Give back the full data, unchanged and complete.

*Data excerpts*.
↓↓↓

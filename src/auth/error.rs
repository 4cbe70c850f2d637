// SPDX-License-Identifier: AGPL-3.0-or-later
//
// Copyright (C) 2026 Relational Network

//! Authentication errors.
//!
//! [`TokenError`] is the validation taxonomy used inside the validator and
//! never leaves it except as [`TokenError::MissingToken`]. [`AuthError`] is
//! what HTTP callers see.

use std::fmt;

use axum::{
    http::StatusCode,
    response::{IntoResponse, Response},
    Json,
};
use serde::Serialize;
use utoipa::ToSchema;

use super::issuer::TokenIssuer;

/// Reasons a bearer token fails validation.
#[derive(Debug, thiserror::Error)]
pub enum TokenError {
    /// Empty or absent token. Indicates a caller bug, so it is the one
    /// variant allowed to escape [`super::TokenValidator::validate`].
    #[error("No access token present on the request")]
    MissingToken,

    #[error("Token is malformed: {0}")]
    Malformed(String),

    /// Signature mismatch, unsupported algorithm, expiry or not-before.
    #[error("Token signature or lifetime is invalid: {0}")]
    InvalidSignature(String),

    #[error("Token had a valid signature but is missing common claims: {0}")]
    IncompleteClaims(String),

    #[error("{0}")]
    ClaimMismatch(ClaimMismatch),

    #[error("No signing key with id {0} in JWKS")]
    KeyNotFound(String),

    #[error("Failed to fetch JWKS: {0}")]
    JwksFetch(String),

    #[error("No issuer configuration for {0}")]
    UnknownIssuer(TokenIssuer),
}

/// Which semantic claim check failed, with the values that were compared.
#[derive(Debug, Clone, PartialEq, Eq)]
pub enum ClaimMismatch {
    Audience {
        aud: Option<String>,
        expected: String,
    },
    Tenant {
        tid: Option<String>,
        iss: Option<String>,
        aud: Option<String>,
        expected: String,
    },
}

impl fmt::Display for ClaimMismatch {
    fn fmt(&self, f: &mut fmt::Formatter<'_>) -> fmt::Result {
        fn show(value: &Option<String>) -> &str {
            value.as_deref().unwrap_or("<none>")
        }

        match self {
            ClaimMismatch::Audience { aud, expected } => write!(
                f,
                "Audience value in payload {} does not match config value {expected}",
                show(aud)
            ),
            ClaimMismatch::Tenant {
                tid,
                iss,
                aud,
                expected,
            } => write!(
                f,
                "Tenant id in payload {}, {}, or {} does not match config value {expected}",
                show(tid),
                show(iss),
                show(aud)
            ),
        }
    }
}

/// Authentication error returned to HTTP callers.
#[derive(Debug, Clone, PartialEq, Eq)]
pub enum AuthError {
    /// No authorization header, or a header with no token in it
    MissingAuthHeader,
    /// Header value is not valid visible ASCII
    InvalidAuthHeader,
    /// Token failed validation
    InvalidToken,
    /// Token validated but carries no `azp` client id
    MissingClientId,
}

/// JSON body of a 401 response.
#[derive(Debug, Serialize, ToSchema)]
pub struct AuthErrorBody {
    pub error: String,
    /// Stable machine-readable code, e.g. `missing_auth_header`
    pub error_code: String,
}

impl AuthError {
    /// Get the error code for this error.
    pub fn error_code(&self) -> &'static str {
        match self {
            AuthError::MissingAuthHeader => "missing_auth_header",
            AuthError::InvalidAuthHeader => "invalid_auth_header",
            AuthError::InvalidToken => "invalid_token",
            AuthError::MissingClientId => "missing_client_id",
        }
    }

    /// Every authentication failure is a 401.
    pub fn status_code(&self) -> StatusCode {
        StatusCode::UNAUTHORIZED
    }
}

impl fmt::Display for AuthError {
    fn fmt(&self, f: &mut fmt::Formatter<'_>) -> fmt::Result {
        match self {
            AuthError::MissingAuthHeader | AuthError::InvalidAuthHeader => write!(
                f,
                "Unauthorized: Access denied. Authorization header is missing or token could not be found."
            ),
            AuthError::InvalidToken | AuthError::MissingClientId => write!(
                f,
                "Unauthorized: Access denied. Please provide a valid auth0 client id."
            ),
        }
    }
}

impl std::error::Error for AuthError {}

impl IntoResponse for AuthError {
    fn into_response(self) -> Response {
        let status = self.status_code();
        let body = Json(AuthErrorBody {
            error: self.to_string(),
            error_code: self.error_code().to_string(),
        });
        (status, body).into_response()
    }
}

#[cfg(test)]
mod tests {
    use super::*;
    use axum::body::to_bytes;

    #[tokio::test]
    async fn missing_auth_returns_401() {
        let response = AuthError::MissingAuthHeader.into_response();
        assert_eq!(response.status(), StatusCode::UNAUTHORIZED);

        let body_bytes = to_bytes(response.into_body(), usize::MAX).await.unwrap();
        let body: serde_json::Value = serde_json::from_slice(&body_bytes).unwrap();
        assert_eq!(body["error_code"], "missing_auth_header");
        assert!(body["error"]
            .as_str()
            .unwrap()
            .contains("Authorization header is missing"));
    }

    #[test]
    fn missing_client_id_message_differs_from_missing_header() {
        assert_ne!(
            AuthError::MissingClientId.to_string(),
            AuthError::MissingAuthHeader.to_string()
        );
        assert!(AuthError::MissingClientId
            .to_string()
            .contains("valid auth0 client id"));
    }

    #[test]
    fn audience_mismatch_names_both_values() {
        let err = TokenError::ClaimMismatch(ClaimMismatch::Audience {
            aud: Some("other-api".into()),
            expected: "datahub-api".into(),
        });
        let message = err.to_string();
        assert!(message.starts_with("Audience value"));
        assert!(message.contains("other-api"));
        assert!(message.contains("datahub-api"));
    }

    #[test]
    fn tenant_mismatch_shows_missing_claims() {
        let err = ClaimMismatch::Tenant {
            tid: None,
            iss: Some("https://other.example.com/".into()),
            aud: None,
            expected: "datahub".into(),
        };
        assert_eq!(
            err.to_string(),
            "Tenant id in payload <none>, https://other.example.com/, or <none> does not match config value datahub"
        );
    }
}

↑↑↑

*Answer box*.
filename src/auth/error.rs
repository 4cbe70c850f2d637
// SPDX-License-Identifier: AGPL-3.0-or-later
//
// Copyright (C) 2026 Relational Network

//! Authentication errors.
//!
//! [`TokenError`] is the validation taxonomy used inside the validator and
//! never leaves it except as [`TokenError::MissingToken`]. [`AuthError`] is
//! what HTTP callers see.

use std::fmt;

use axum::{
    http::StatusCode,
    response::{IntoResponse, Response},
    Json,
};
use serde::Serialize;
use utoipa::ToSchema;

use super::issuer::TokenIssuer;

/// Reasons a bearer token fails validation.
#[derive(Debug, thiserror::Error)]
pub enum TokenError {
    /// Empty or absent token. Indicates a caller bug, so it is the one
    /// variant allowed to escape [`super::TokenValidator::validate`].
    #[error("No access token present on the request")]
    MissingToken,

    #[error("Token is malformed: {0}")]
    Malformed(String),

    /// Signature mismatch, unsupported algorithm, expiry or not-before.
    #[error("Token signature or lifetime is invalid: {0}")]
    InvalidSignature(String),

    #[error("Token had a valid signature but is missing common claims: {0}")]
    IncompleteClaims(String),

    #[error("{0}")]
    ClaimMismatch(ClaimMismatch),

    #[error("No signing key with id {0} in JWKS")]
    KeyNotFound(String),

    #[error("Failed to fetch JWKS: {0}")]
    JwksFetch(String),

    #[error("No issuer configuration for {0}")]
    UnknownIssuer(TokenIssuer),
}

/// Which semantic claim check failed, with the values that were compared.
#[derive(Debug, Clone, PartialEq, Eq)]
pub enum ClaimMismatch {
    Audience {
        aud: Option<String>,
        expected: String,
    },
    Tenant {
        tid: Option<String>,
        iss: Option<String>,
        aud: Option<String>,
        expected: String,
    },
}

impl fmt::Display for ClaimMismatch {
    fn fmt(&self, f: &mut fmt::Formatter<'_>) -> fmt::Result {
        fn show(value: &Option<String>) -> &str {
            value.as_deref().unwrap_or("<none>")
        }

        match self {
            ClaimMismatch::Audience { aud, expected } => write!(
                f,
                "Audience value in payload {} does not match config value {expected}",
                show(aud)
            ),
            ClaimMismatch::Tenant {
                tid,
                iss,
                aud,
                expected,
            } => write!(
                f,
                "Tenant id in payload {}, {}, or {} does not match config value {expected}",
                show(tid),
                show(iss),
                show(aud)
            ),
        }
    }
}

/// Authentication error returned to HTTP callers.
#[derive(Debug, Clone, PartialEq, Eq)]
pub enum AuthError {
    /// No authorization header, or a header with no token in it
    MissingAuthHeader,
    /// Header value is not valid visible ASCII
    InvalidAuthHeader,
    /// Token failed validation
    InvalidToken,
    /// Token validated but carries no `azp` client id
    MissingClientId,
}

/// JSON body of a 401 response.
#[derive(Debug, Serialize, ToSchema)]
pub struct AuthErrorBody {
    pub error: String,
    /// Stable machine-readable code, e.g. `missing_auth_header`
    pub error_code: String,
}

impl AuthError {
    /// Get the error code for this error.
    pub fn error_code(&self) -> &'static str {
        match self {
            AuthError::MissingAuthHeader => "missing_auth_header",
            AuthError::InvalidAuthHeader => "invalid_auth_header",
            AuthError::InvalidToken => "invalid_token",
            AuthError::MissingClientId => "missing_client_id",
        }
    }

    /// Every authentication failure is a 401.
    pub fn status_code(&self) -> StatusCode {
        StatusCode::UNAUTHORIZED
    }
}

impl fmt::Display for AuthError {
    fn fmt(&self, f: &mut fmt::Formatter<'_>) -> fmt::Result {
        match self {
            AuthError::MissingAuthHeader | AuthError::InvalidAuthHeader => write!(
                f,
                "Unauthorized: Access denied. Authorization header is missing or token could not be found."
            ),
            AuthError::InvalidToken | AuthError::MissingClientId => write!(
                f,
                "Unauthorized: Access denied. Please provide a valid auth0 client id."
            ),
        }
    }
}

impl std::error::Error for AuthError {}

impl IntoResponse for AuthError {
    fn into_response(self) -> Response {
        let status = self.status_code();
        let body = Json(AuthErrorBody {
            error: self.to_string(),
            error_code: self.error_code().to_string(),
        });
        (status, body).into_response()
    }
}

#[cfg(test)]
mod tests {
    use super::*;
    use axum::body::to_bytes;

    #[tokio::test]
    async fn missing_auth_returns_401() {
        let response = AuthError::MissingAuthHeader.into_response();
        assert_eq!(response.status(), StatusCode::UNAUTHORIZED);

        let body_bytes = to_bytes(response.into_body(), usize::MAX).await.unwrap();
        let body: serde_json::Value = serde_json::from_slice(&body_bytes).unwrap();
        assert_eq!(body["error_code"], "missing_auth_header");
        assert!(body["error"]
            .as_str()
            .unwrap()
            .contains("Authorization header is missing"));
    }

    #[test]
    fn missing_client_id_message_differs_from_missing_header() {
        assert_ne!(
            AuthError::MissingClientId.to_string(),
            AuthError::MissingAuthHeader.to_string()
        );
        assert!(AuthError::MissingClientId
            .to_string()
            .contains("valid auth0 client id"));
    }

    #[test]
    fn audience_mismatch_names_both_values() {
        let err = TokenError::ClaimMismatch(ClaimMismatch::Audience {
            aud: Some("other-api".into()),
            expected: "datahub-api".into(),
        });
        let message = err.to_string();
        assert!(message.starts_with("Audience value"));
        assert!(message.contains("other-api"));
        assert!(message.contains("datahub-api"));
    }

    #[test]
    fn tenant_mismatch_shows_missing_claims() {
        let err = ClaimMismatch::Tenant {
            tid: None,
            iss: Some("https://other.example.com/".into()),
            aud: None,
            expected: "datahub".into(),
        };
        assert_eq!(
            err.to_string(),
            "Tenant id in payload <none>, https://other.example.com/, or <none> does not match config value datahub"
        );
    }
}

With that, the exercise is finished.